## Your assignment
Nothing outside the range is wanted. Repeat exactly the lines below from the one with "self.phase = TurnPhase::Routed;" through the one with "assert_eq!(pipeline.phase(), TurnPhase::Received);".
---------- Source information ----------
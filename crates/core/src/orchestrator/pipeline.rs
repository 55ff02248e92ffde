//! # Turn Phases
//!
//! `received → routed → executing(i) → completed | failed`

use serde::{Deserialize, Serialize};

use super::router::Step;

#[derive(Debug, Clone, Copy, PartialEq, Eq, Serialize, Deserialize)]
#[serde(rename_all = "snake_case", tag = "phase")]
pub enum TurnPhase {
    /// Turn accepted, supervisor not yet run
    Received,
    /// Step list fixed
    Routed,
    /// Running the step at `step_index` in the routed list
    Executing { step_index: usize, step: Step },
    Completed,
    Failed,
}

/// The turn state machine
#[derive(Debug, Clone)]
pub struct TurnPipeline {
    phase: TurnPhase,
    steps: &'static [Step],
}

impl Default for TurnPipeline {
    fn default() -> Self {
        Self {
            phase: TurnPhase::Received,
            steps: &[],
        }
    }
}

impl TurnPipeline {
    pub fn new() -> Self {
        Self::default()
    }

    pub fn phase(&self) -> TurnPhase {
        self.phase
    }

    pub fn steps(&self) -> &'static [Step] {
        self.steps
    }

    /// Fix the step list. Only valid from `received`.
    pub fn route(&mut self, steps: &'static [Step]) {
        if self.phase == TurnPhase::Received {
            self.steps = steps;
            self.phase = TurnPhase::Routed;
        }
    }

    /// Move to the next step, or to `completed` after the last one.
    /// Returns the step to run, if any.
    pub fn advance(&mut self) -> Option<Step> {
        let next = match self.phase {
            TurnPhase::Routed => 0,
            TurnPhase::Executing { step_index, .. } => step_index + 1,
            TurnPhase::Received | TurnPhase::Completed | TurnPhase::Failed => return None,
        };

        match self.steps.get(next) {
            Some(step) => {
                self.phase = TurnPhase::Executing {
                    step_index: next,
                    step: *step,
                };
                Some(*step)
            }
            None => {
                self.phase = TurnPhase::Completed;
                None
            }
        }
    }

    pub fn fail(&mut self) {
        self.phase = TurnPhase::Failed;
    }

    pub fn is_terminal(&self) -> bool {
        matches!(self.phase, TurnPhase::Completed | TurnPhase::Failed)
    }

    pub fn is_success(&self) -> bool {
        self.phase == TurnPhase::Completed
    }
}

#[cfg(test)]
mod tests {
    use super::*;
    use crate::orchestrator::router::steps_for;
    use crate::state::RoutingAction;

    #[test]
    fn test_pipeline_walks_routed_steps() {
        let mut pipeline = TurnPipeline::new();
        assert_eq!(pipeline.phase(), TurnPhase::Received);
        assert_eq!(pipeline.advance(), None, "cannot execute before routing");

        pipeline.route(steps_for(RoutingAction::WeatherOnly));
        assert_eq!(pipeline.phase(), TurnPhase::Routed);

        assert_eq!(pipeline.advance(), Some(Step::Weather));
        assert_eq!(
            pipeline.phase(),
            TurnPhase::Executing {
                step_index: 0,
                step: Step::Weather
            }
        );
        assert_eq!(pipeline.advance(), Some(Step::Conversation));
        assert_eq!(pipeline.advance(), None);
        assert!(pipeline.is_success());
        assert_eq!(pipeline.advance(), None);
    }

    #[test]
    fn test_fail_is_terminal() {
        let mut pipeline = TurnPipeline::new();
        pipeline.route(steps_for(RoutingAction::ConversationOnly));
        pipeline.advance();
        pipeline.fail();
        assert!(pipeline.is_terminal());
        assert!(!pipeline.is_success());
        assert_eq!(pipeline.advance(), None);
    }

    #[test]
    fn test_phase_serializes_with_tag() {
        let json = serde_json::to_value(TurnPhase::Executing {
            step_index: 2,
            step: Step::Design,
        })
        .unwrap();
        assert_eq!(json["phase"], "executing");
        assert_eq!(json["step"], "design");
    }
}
----------
---------- Source information ----------
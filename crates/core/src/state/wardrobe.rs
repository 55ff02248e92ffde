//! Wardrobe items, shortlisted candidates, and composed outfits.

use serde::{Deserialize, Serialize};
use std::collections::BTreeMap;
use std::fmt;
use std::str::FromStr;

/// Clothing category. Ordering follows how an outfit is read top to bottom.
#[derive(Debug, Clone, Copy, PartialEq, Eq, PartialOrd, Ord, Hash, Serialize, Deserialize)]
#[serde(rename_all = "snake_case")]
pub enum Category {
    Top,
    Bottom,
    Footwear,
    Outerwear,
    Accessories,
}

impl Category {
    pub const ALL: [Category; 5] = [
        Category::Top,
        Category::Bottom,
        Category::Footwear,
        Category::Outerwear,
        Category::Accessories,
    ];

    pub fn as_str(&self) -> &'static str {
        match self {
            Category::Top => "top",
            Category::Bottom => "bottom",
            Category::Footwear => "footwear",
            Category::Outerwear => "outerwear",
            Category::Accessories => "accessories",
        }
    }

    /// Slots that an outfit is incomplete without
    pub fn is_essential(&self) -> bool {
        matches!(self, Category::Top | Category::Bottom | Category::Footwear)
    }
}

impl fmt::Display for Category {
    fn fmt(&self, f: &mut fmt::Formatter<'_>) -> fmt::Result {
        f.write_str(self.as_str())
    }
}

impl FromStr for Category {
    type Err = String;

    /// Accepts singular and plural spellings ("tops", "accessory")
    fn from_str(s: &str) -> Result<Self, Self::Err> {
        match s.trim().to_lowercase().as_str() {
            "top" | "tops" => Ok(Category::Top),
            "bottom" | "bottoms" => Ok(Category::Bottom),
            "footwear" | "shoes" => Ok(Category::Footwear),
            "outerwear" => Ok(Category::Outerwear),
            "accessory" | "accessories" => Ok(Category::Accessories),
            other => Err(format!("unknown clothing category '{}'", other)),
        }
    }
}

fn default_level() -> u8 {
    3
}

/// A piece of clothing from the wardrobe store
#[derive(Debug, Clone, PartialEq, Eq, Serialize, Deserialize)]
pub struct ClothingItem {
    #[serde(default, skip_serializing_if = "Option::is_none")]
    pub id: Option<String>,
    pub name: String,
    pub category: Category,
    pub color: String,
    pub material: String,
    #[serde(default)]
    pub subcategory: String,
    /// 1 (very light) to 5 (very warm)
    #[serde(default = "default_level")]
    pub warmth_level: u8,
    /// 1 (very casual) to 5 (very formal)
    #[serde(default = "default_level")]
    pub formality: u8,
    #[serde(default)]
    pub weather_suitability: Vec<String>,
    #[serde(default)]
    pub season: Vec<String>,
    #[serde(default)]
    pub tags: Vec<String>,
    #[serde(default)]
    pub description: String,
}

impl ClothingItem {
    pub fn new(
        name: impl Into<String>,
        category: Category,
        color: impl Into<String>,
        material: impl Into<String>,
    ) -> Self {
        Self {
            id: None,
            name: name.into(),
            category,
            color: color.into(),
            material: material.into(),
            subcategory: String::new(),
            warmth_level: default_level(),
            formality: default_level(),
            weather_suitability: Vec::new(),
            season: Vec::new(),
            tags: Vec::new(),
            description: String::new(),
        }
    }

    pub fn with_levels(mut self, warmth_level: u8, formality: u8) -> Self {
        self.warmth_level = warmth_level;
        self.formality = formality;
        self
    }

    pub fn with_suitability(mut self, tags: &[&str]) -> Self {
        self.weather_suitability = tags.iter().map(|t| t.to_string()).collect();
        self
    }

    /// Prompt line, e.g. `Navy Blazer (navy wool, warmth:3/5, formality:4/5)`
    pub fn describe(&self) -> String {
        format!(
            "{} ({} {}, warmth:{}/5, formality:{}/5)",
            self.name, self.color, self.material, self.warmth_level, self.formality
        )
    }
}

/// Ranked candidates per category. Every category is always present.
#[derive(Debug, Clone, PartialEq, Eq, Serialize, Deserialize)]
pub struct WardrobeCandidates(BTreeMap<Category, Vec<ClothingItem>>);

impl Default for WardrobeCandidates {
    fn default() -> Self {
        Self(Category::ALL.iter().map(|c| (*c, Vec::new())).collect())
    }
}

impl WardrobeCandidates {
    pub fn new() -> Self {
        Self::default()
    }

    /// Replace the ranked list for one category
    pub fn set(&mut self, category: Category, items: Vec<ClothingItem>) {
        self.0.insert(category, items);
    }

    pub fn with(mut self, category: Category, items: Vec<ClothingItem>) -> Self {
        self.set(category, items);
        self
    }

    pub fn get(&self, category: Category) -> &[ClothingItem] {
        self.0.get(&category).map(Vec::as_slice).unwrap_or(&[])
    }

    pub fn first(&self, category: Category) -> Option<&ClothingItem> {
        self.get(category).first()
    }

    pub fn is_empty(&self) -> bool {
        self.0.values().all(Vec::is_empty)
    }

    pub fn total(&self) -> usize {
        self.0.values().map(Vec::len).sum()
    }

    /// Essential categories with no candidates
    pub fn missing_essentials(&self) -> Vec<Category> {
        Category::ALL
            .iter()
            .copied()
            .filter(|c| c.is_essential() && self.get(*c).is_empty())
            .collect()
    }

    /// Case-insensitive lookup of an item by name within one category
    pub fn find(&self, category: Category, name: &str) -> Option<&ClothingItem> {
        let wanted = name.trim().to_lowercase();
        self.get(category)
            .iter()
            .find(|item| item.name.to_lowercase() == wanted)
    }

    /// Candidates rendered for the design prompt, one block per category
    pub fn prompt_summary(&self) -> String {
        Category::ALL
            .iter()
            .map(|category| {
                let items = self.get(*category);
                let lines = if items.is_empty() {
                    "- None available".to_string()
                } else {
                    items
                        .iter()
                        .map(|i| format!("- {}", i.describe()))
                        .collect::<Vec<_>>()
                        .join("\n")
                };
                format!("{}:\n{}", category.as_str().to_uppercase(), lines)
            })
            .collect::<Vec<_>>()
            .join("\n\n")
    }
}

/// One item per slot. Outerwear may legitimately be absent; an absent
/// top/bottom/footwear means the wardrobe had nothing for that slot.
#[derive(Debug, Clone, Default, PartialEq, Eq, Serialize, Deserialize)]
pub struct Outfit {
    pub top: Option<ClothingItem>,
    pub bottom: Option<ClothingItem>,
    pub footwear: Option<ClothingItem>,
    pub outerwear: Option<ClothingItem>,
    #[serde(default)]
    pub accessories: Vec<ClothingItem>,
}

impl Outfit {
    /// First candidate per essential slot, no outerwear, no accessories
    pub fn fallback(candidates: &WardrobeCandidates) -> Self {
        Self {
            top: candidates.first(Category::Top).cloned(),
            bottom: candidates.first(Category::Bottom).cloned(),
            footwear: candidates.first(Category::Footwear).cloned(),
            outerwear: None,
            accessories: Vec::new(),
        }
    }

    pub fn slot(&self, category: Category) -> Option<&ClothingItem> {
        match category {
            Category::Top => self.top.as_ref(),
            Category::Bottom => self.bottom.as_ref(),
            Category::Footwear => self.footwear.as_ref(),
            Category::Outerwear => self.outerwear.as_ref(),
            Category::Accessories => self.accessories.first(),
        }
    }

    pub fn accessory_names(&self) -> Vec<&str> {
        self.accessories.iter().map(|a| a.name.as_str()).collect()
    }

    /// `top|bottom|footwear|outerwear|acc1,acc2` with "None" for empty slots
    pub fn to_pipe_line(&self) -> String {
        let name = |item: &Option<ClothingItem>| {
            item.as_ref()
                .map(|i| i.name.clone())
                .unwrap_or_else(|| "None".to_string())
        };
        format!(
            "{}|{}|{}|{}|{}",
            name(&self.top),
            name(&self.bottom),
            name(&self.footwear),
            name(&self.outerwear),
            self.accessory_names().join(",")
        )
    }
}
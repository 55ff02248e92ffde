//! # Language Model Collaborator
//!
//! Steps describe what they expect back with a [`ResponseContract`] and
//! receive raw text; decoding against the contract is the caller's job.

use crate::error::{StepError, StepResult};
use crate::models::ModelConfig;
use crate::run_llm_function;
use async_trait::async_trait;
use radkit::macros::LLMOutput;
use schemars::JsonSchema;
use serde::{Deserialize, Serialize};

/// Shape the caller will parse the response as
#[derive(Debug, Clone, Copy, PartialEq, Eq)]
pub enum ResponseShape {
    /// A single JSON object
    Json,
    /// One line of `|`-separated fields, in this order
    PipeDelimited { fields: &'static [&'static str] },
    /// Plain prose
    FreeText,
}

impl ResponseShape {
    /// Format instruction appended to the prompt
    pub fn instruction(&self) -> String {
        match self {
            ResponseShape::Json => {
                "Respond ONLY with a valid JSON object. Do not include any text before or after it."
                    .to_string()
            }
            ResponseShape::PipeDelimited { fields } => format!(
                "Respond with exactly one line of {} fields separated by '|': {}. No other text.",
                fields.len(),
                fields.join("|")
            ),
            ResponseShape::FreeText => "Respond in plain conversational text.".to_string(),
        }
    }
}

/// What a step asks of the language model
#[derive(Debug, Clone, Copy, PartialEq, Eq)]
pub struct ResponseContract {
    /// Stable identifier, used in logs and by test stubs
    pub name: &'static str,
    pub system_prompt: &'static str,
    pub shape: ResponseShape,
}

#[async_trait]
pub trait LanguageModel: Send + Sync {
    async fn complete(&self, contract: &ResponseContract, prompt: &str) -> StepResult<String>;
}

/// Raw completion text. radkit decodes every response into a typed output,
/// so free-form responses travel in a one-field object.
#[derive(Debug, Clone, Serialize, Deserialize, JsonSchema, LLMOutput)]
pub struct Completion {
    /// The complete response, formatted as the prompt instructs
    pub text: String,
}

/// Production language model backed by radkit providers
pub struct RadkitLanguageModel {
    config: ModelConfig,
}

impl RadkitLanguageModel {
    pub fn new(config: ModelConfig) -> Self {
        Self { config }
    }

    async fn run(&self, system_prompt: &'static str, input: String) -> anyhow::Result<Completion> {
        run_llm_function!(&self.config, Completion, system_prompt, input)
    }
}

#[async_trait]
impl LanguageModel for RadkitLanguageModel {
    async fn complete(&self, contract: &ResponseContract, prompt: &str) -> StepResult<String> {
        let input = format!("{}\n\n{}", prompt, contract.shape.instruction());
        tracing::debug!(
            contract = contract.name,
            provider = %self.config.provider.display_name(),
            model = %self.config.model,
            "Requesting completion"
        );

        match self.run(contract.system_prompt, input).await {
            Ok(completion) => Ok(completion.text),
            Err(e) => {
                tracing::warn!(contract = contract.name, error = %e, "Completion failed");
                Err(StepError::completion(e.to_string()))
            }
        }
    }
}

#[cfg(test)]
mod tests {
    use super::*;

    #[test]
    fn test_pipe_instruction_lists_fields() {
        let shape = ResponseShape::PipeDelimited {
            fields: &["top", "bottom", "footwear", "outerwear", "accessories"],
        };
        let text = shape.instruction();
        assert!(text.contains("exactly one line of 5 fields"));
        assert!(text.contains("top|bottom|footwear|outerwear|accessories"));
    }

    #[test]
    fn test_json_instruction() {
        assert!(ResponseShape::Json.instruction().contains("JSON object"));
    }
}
----------
## Solved problem
            self.phase = TurnPhase::Routed;
        }
    }

    /// Move to the next step, or to `completed` after the last one.
    /// Returns the step to run, if any.
    pub fn advance(&mut self) -> Option<Step> {
        let next = match self.phase {
            TurnPhase::Routed => 0,
            TurnPhase::Executing { step_index, .. } => step_index + 1,
            TurnPhase::Received | TurnPhase::Completed | TurnPhase::Failed => return None,
        };

        match self.steps.get(next) {
            Some(step) => {
                self.phase = TurnPhase::Executing {
                    step_index: next,
                    step: *step,
                };
                Some(*step)
            }
            None => {
                self.phase = TurnPhase::Completed;
                None
            }
        }
    }

    pub fn fail(&mut self) {
        self.phase = TurnPhase::Failed;
    }

    pub fn is_terminal(&self) -> bool {
        matches!(self.phase, TurnPhase::Completed | TurnPhase::Failed)
    }

    pub fn is_success(&self) -> bool {
        self.phase == TurnPhase::Completed
    }
}

#[cfg(test)]
mod tests {
    use super::*;
    use crate::orchestrator::router::steps_for;
    use crate::state::RoutingAction;

    #[test]
    fn test_pipeline_walks_routed_steps() {
        let mut pipeline = TurnPipeline::new();
        assert_eq!(pipeline.phase(), TurnPhase::Received);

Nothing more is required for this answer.